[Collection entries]
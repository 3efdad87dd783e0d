use crate::{
    api::client_for,
    components::{ErrorAlert, Loading, PaginationControls},
    hooks::{page_callback, use_paginated},
    models::app_state::AppState,
    routes::MainRoute,
};
use shared::{RemoteResource, models::Routine};
use yew::prelude::*;
use yew_router::prelude::Link;
use yewdux::prelude::use_selector;

fn routine_card(routine: &Routine) -> Html {
    html! {
        <div key={routine.id.clone()} class="card bg-base-100 shadow">
            <div class="card-body">
                <h2 class="card-title">{routine.name.clone()}</h2>
                if !routine.description.is_empty() {
                    <p>{routine.description.clone()}</p>
                }
                <div class="flex flex-wrap gap-2">
                    if !routine.difficulty.is_empty() {
                        <span class="badge badge-primary">{routine.difficulty.clone()}</span>
                    }
                    <span class="badge badge-outline">
                        {format!("{} exercises", routine.exercises.len())}
                    </span>
                    if let Some(minutes) = routine.estimated_duration {
                        <span class="badge badge-outline">{format!("{minutes} min")}</span>
                    }
                </div>
                <div class="card-actions justify-end">
                    <Link<MainRoute>
                        to={MainRoute::RoutineDetail { id: routine.id.clone() }}
                        classes="btn btn-sm btn-outline"
                    >
                        {"View"}
                    </Link<MainRoute>>
                </div>
            </div>
        </div>
    }
}

#[function_component(RoutinesPage)]
pub fn routines_page() -> Html {
    let token = use_selector(AppState::token);
    let (routines, pager) = use_paginated((*token).clone(), |token, page| async move {
        client_for(token.as_deref()).routines(page).await
    });

    let content = match &*routines {
        RemoteResource::Loading => html! { <Loading /> },
        RemoteResource::Failed(message) => html! { <ErrorAlert message={message.clone()} /> },
        RemoteResource::Ready(page) if page.items.is_empty() => html! {
            <p class="opacity-70">{"No routines yet. Create your first one!"}</p>
        },
        RemoteResource::Ready(page) => html! {
            <>
                <div class="grid gap-4 md:grid-cols-2">
                    { for page.items.iter().map(routine_card) }
                </div>
                <PaginationControls pager={*pager} on_change={page_callback(&pager)} />
            </>
        },
    };

    html! {
        <div class="space-y-4">
            <div class="flex items-center justify-between">
                <h1 class="text-3xl font-bold">{"Routines"}</h1>
                <Link<MainRoute> to={MainRoute::AddRoutine} classes="btn btn-primary btn-sm">
                    {"Add Routine"}
                </Link<MainRoute>>
            </div>
            {content}
        </div>
    }
}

▶ About this task
A verbatim copy of all the entries is the expected result.

▶ Expected answer
repository 3efdad87dd783e0d
use crate::{
    api::client_for,
    components::{ErrorAlert, Loading, PaginationControls},
    hooks::{page_callback, use_paginated},
    models::app_state::AppState,
    routes::MainRoute,
};
use shared::{RemoteResource, models::Routine};
use yew::prelude::*;
use yew_router::prelude::Link;
use yewdux::prelude::use_selector;

fn routine_card(routine: &Routine) -> Html {
    html! {
        <div key={routine.id.clone()} class="card bg-base-100 shadow">
            <div class="card-body">
                <h2 class="card-title">{routine.name.clone()}</h2>
                if !routine.description.is_empty() {
                    <p>{routine.description.clone()}</p>
                }
                <div class="flex flex-wrap gap-2">
                    if !routine.difficulty.is_empty() {
                        <span class="badge badge-primary">{routine.difficulty.clone()}</span>
                    }
                    <span class="badge badge-outline">
                        {format!("{} exercises", routine.exercises.len())}
                    </span>
                    if let Some(minutes) = routine.estimated_duration {
                        <span class="badge badge-outline">{format!("{minutes} min")}</span>
                    }
                </div>
                <div class="card-actions justify-end">
                    <Link<MainRoute>
                        to={MainRoute::RoutineDetail { id: routine.id.clone() }}
                        classes="btn btn-sm btn-outline"
                    >
                        {"View"}
                    </Link<MainRoute>>
                </div>
            </div>
        </div>
    }
}

#[function_component(RoutinesPage)]
pub fn routines_page() -> Html {
    let token = use_selector(AppState::token);
    let (routines, pager) = use_paginated((*token).clone(), |token, page| async move {
        client_for(token.as_deref()).routines(page).await
    });

    let content = match &*routines {
        RemoteResource::Loading => html! { <Loading /> },
        RemoteResource::Failed(message) => html! { <ErrorAlert message={message.clone()} /> },
        RemoteResource::Ready(page) if page.items.is_empty() => html! {
            <p class="opacity-70">{"No routines yet. Create your first one!"}</p>
        },
        RemoteResource::Ready(page) => html! {
            <>
                <div class="grid gap-4 md:grid-cols-2">
                    { for page.items.iter().map(routine_card) }
                </div>
                <PaginationControls pager={*pager} on_change={page_callback(&pager)} />
            </>
        },
    };

    html! {
        <div class="space-y-4">
            <div class="flex items-center justify-between">
                <h1 class="text-3xl font-bold">{"Routines"}</h1>
                <Link<MainRoute> to={MainRoute::AddRoutine} classes="btn btn-primary btn-sm">
                    {"Add Routine"}
                </Link<MainRoute>>
            </div>
            {content}
        </div>
    }
}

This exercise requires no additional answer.